§ **What you need to do**
Your response should consist of the lines below, printed exactly.

[Information provided Boundary: Start]

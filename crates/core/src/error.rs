use std::path::PathBuf;
use thiserror::Error;

/// Failures raised by the questionnaire and the profile store.
///
/// Absence (an unknown user id or question id) is not an error: lookups
/// return `Option` instead.
#[derive(Debug, Error)]
pub enum ProfileError {
    /// Every violation found in a response set, in the order they were found.
    #[error("Invalid responses: {}", .0.join(", "))]
    Validation(Vec<String>),

    #[error("Profile for user {0} not found")]
    NotFound(String),

    #[error("Unknown profile field: {0}")]
    UnknownField(String),

    #[error("profile store I/O failed ({}): {source}", .path.display())]
    Io {
        path: PathBuf,
        #[source]
        source: std::io::Error,
    },

    #[error("profile store contains invalid JSON ({}): {source}", .path.display())]
    Json {
        path: PathBuf,
        #[source]
        source: serde_json::Error,
    },
}

impl ProfileError {
    pub fn violations(&self) -> &[String] {
        match self {
            Self::Validation(errors) => errors,
            _ => &[],
        }
    }

    /// Whether the caller sent bad input (as opposed to a storage failure).
    pub fn is_client_error(&self) -> bool {
        matches!(self, Self::Validation(_) | Self::UnknownField(_))
    }
}
use serde::Serialize;

#[derive(Debug, Clone, Copy, PartialEq, Eq, Serialize)]
#[serde(rename_all = "snake_case")]
pub enum QuestionType {
    SingleChoice,
    MultipleChoice,
    TextInput,
}

#[derive(Debug, Clone, Copy, PartialEq, Eq, Serialize)]
pub struct QuestionOption {
    pub value: &'static str,
    pub label: &'static str,
}

#[derive(Debug, Clone, Copy, PartialEq, Eq, Serialize)]
pub struct Question {
    pub id: &'static str,
    #[serde(rename = "question")]
    pub prompt: &'static str,
    #[serde(rename = "type")]
    pub kind: QuestionType,
    #[serde(skip_serializing_if = "no_options")]
    pub options: &'static [QuestionOption],
    #[serde(skip_serializing_if = "Option::is_none")]
    pub max_selections: Option<usize>,
    #[serde(skip_serializing_if = "Option::is_none")]
    pub placeholder: Option<&'static str>,
}

impl Question {
    pub fn option_label(&self, value: &str) -> Option<&'static str> {
        self.options
            .iter()
            .find(|o| o.value == value)
            .map(|o| o.label)
    }
}

fn no_options(options: &&'static [QuestionOption]) -> bool {
    options.is_empty()
}

const fn opt(value: &'static str, label: &'static str) -> QuestionOption {
    QuestionOption { value, label }
}

/// Ids every complete response set must answer, in catalog order.
pub const REQUIRED_IDS: [&str; 6] = [
    "frequency",
    "industries",
    "horizon",
    "period",
    "risk",
    "experience",
];

pub const QUESTIONS: &[Question] = &[
    Question {
        id: "frequency",
        prompt: "How frequently do you plan to invest?",
        kind: QuestionType::SingleChoice,
        options: &[
            opt("daily", "Daily - Active trading"),
            opt("weekly", "Weekly - Regular contributions"),
            opt("monthly", "Monthly - Steady investing"),
            opt("quarterly", "Quarterly - Periodic investments"),
            opt("yearly", "Yearly - Annual contributions"),
        ],
        max_selections: None,
        placeholder: None,
    },
    Question {
        id: "industries",
        prompt: "Which industries interest you most? (Select up to 4)",
        kind: QuestionType::MultipleChoice,
        options: &[
            opt("technology", "Technology & Software"),
            opt("healthcare", "Healthcare & Biotech"),
            opt("finance", "Financial Services"),
            opt("energy", "Energy & Utilities"),
            opt("consumer", "Consumer Goods & Retail"),
            opt("real_estate", "Real Estate"),
            opt("telecommunications", "Telecommunications"),
            opt("manufacturing", "Manufacturing & Industrial"),
            opt("aerospace", "Aerospace & Defense"),
            opt("media", "Media & Entertainment"),
        ],
        max_selections: Some(crate::domain::profile::MAX_INDUSTRIES),
        placeholder: None,
    },
    Question {
        id: "horizon",
        prompt: "What is your investment time horizon?",
        kind: QuestionType::SingleChoice,
        options: &[
            opt("short_term", "Short-term (Less than 1 year)"),
            opt("medium_term", "Medium-term (1-5 years)"),
            opt("long_term", "Long-term (More than 5 years)"),
        ],
        max_selections: None,
        placeholder: None,
    },
    Question {
        id: "period",
        prompt: "How long do you plan to invest regularly?",
        kind: QuestionType::TextInput,
        options: &[],
        max_selections: None,
        placeholder: Some("e.g., '2 years', '5-10 years', 'indefinitely'"),
    },
    Question {
        id: "risk",
        prompt: "What is your risk tolerance?",
        kind: QuestionType::SingleChoice,
        options: &[
            opt("low", "Low - Prefer stable, predictable returns"),
            opt("medium", "Medium - Balanced growth with some risk"),
            opt("high", "High - Aggressive growth, comfortable with volatility"),
            opt("very_high", "Very High - Maximum growth potential, high risk tolerance"),
        ],
        max_selections: None,
        placeholder: None,
    },
    Question {
        id: "experience",
        prompt: "What is your investment experience level?",
        kind: QuestionType::SingleChoice,
        options: &[
            opt("beginner", "Beginner - New to investing"),
            opt("intermediate", "Intermediate - Some experience with basic investments"),
            opt("advanced", "Advanced - Experienced with various investment types"),
            opt("expert", "Expert - Sophisticated investor with deep market knowledge"),
        ],
        max_selections: None,
        placeholder: None,
    },
];

#[cfg(test)]
mod tests {
    use super::*;
    use crate::domain::profile::{
        ExperienceLevel, InvestmentFrequency, InvestmentHorizon, RiskAppetite, INDUSTRIES,
    };

    fn values(id: &str) -> Vec<&'static str> {
        QUESTIONS
            .iter()
            .find(|q| q.id == id)
            .unwrap()
            .options
            .iter()
            .map(|o| o.value)
            .collect()
    }

    #[test]
    fn catalog_order_matches_required_ids() {
        let ids: Vec<_> = QUESTIONS.iter().map(|q| q.id).collect();
        assert_eq!(ids, REQUIRED_IDS);
    }

    #[test]
    fn choice_options_cover_enum_tags() {
        let freq: Vec<_> = InvestmentFrequency::ALL.iter().map(|v| v.as_str()).collect();
        let horizon: Vec<_> = InvestmentHorizon::ALL.iter().map(|v| v.as_str()).collect();
        let risk: Vec<_> = RiskAppetite::ALL.iter().map(|v| v.as_str()).collect();
        let experience: Vec<_> = ExperienceLevel::ALL.iter().map(|v| v.as_str()).collect();
        assert_eq!(values("frequency"), freq);
        assert_eq!(values("horizon"), horizon);
        assert_eq!(values("risk"), risk);
        assert_eq!(values("experience"), experience);
        assert_eq!(values("industries"), INDUSTRIES);
    }

    #[test]
    fn serializes_like_the_form_schema() {
        let v = serde_json::to_value(QUESTIONS[3]).unwrap();
        assert_eq!(
            v,
            serde_json::json!({
                "id": "period",
                "question": "How long do you plan to invest regularly?",
                "type": "text_input",
                "placeholder": "e.g., '2 years', '5-10 years', 'indefinitely'",
            })
        );

        let v = serde_json::to_value(QUESTIONS[1]).unwrap();
        assert_eq!(v["type"], "multiple_choice");
        assert_eq!(v["max_selections"], 4);
        assert_eq!(v["options"][5]["label"], "Real Estate");
    }
}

[Information provided Boundary: End]

§ **Expected answer**
filename crates/core/src/error.rs
use std::path::PathBuf;
use thiserror::Error;

/// Failures raised by the questionnaire and the profile store.
///
/// Absence (an unknown user id or question id) is not an error: lookups
/// return `Option` instead.
#[derive(Debug, Error)]
pub enum ProfileError {
    /// Every violation found in a response set, in the order they were found.
    #[error("Invalid responses: {}", .0.join(", "))]
    Validation(Vec<String>),

    #[error("Profile for user {0} not found")]
    NotFound(String),

    #[error("Unknown profile field: {0}")]
    UnknownField(String),

    #[error("profile store I/O failed ({}): {source}", .path.display())]
    Io {
        path: PathBuf,
        #[source]
        source: std::io::Error,
    },

    #[error("profile store contains invalid JSON ({}): {source}", .path.display())]
    Json {
        path: PathBuf,
        #[source]
        source: serde_json::Error,
    },
}

impl ProfileError {
    pub fn violations(&self) -> &[String] {
        match self {
            Self::Validation(errors) => errors,
            _ => &[],
        }
    }

    /// Whether the caller sent bad input (as opposed to a storage failure).
    pub fn is_client_error(&self) -> bool {
        matches!(self, Self::Validation(_) | Self::UnknownField(_))
    }
}
use serde::Serialize;

#[derive(Debug, Clone, Copy, PartialEq, Eq, Serialize)]
#[serde(rename_all = "snake_case")]
pub enum QuestionType {
    SingleChoice,
    MultipleChoice,
    TextInput,
}

#[derive(Debug, Clone, Copy, PartialEq, Eq, Serialize)]
pub struct QuestionOption {
    pub value: &'static str,
    pub label: &'static str,
}

#[derive(Debug, Clone, Copy, PartialEq, Eq, Serialize)]
pub struct Question {
    pub id: &'static str,
    #[serde(rename = "question")]
    pub prompt: &'static str,
    #[serde(rename = "type")]
    pub kind: QuestionType,
    #[serde(skip_serializing_if = "no_options")]
    pub options: &'static [QuestionOption],
    #[serde(skip_serializing_if = "Option::is_none")]
    pub max_selections: Option<usize>,
    #[serde(skip_serializing_if = "Option::is_none")]
    pub placeholder: Option<&'static str>,
}

impl Question {
    pub fn option_label(&self, value: &str) -> Option<&'static str> {
        self.options
            .iter()
            .find(|o| o.value == value)
            .map(|o| o.label)
    }
}

fn no_options(options: &&'static [QuestionOption]) -> bool {
    options.is_empty()
}

const fn opt(value: &'static str, label: &'static str) -> QuestionOption {
    QuestionOption { value, label }
}

/// Ids every complete response set must answer, in catalog order.
pub const REQUIRED_IDS: [&str; 6] = [
    "frequency",
    "industries",
    "horizon",
    "period",
    "risk",
    "experience",
];

pub const QUESTIONS: &[Question] = &[
    Question {
        id: "frequency",
        prompt: "How frequently do you plan to invest?",
        kind: QuestionType::SingleChoice,
        options: &[
            opt("daily", "Daily - Active trading"),
            opt("weekly", "Weekly - Regular contributions"),
            opt("monthly", "Monthly - Steady investing"),
            opt("quarterly", "Quarterly - Periodic investments"),
            opt("yearly", "Yearly - Annual contributions"),
        ],
        max_selections: None,
        placeholder: None,
    },
    Question {
        id: "industries",
        prompt: "Which industries interest you most? (Select up to 4)",
        kind: QuestionType::MultipleChoice,
        options: &[
            opt("technology", "Technology & Software"),
            opt("healthcare", "Healthcare & Biotech"),
            opt("finance", "Financial Services"),
            opt("energy", "Energy & Utilities"),
            opt("consumer", "Consumer Goods & Retail"),
            opt("real_estate", "Real Estate"),
            opt("telecommunications", "Telecommunications"),
            opt("manufacturing", "Manufacturing & Industrial"),
            opt("aerospace", "Aerospace & Defense"),
            opt("media", "Media & Entertainment"),
        ],
        max_selections: Some(crate::domain::profile::MAX_INDUSTRIES),
        placeholder: None,
    },
    Question {
        id: "horizon",
        prompt: "What is your investment time horizon?",
        kind: QuestionType::SingleChoice,
        options: &[
            opt("short_term", "Short-term (Less than 1 year)"),
            opt("medium_term", "Medium-term (1-5 years)"),
            opt("long_term", "Long-term (More than 5 years)"),
        ],
        max_selections: None,
        placeholder: None,
    },
    Question {
        id: "period",
        prompt: "How long do you plan to invest regularly?",
        kind: QuestionType::TextInput,
        options: &[],
        max_selections: None,
        placeholder: Some("e.g., '2 years', '5-10 years', 'indefinitely'"),
    },
    Question {
        id: "risk",
        prompt: "What is your risk tolerance?",
        kind: QuestionType::SingleChoice,
        options: &[
            opt("low", "Low - Prefer stable, predictable returns"),
            opt("medium", "Medium - Balanced growth with some risk"),
            opt("high", "High - Aggressive growth, comfortable with volatility"),
            opt("very_high", "Very High - Maximum growth potential, high risk tolerance"),
        ],
        max_selections: None,
        placeholder: None,
    },
    Question {
        id: "experience",
        prompt: "What is your investment experience level?",
        kind: QuestionType::SingleChoice,
        options: &[
            opt("beginner", "Beginner - New to investing"),
            opt("intermediate", "Intermediate - Some experience with basic investments"),
            opt("advanced", "Advanced - Experienced with various investment types"),
            opt("expert", "Expert - Sophisticated investor with deep market knowledge"),
        ],
        max_selections: None,
        placeholder: None,
    },
];

#[cfg(test)]
mod tests {
    use super::*;
    use crate::domain::profile::{
        ExperienceLevel, InvestmentFrequency, InvestmentHorizon, RiskAppetite, INDUSTRIES,
    };

    fn values(id: &str) -> Vec<&'static str> {
        QUESTIONS
            .iter()
            .find(|q| q.id == id)
            .unwrap()
            .options
            .iter()
            .map(|o| o.value)
            .collect()
    }

    #[test]
    fn catalog_order_matches_required_ids() {
        let ids: Vec<_> = QUESTIONS.iter().map(|q| q.id).collect();
        assert_eq!(ids, REQUIRED_IDS);
    }

    #[test]
    fn choice_options_cover_enum_tags() {
        let freq: Vec<_> = InvestmentFrequency::ALL.iter().map(|v| v.as_str()).collect();
        let horizon: Vec<_> = InvestmentHorizon::ALL.iter().map(|v| v.as_str()).collect();
        let risk: Vec<_> = RiskAppetite::ALL.iter().map(|v| v.as_str()).collect();
        let experience: Vec<_> = ExperienceLevel::ALL.iter().map(|v| v.as_str()).collect();
        assert_eq!(values("frequency"), freq);
        assert_eq!(values("horizon"), horizon);
        assert_eq!(values("risk"), risk);
        assert_eq!(values("experience"), experience);
        assert_eq!(values("industries"), INDUSTRIES);
    }

    #[test]
    fn serializes_like_the_form_schema() {
        let v = serde_json::to_value(QUESTIONS[3]).unwrap();
        assert_eq!(
            v,
            serde_json::json!({
                "id": "period",
                "question": "How long do you plan to invest regularly?",
                "type": "text_input",
                "placeholder": "e.g., '2 years', '5-10 years', 'indefinitely'",
            })
        );

        let v = serde_json::to_value(QUESTIONS[1]).unwrap();
        assert_eq!(v["type"], "multiple_choice");
        assert_eq!(v["max_selections"], 4);
        assert_eq!(v["options"][5]["label"], "Real Estate");
    }
}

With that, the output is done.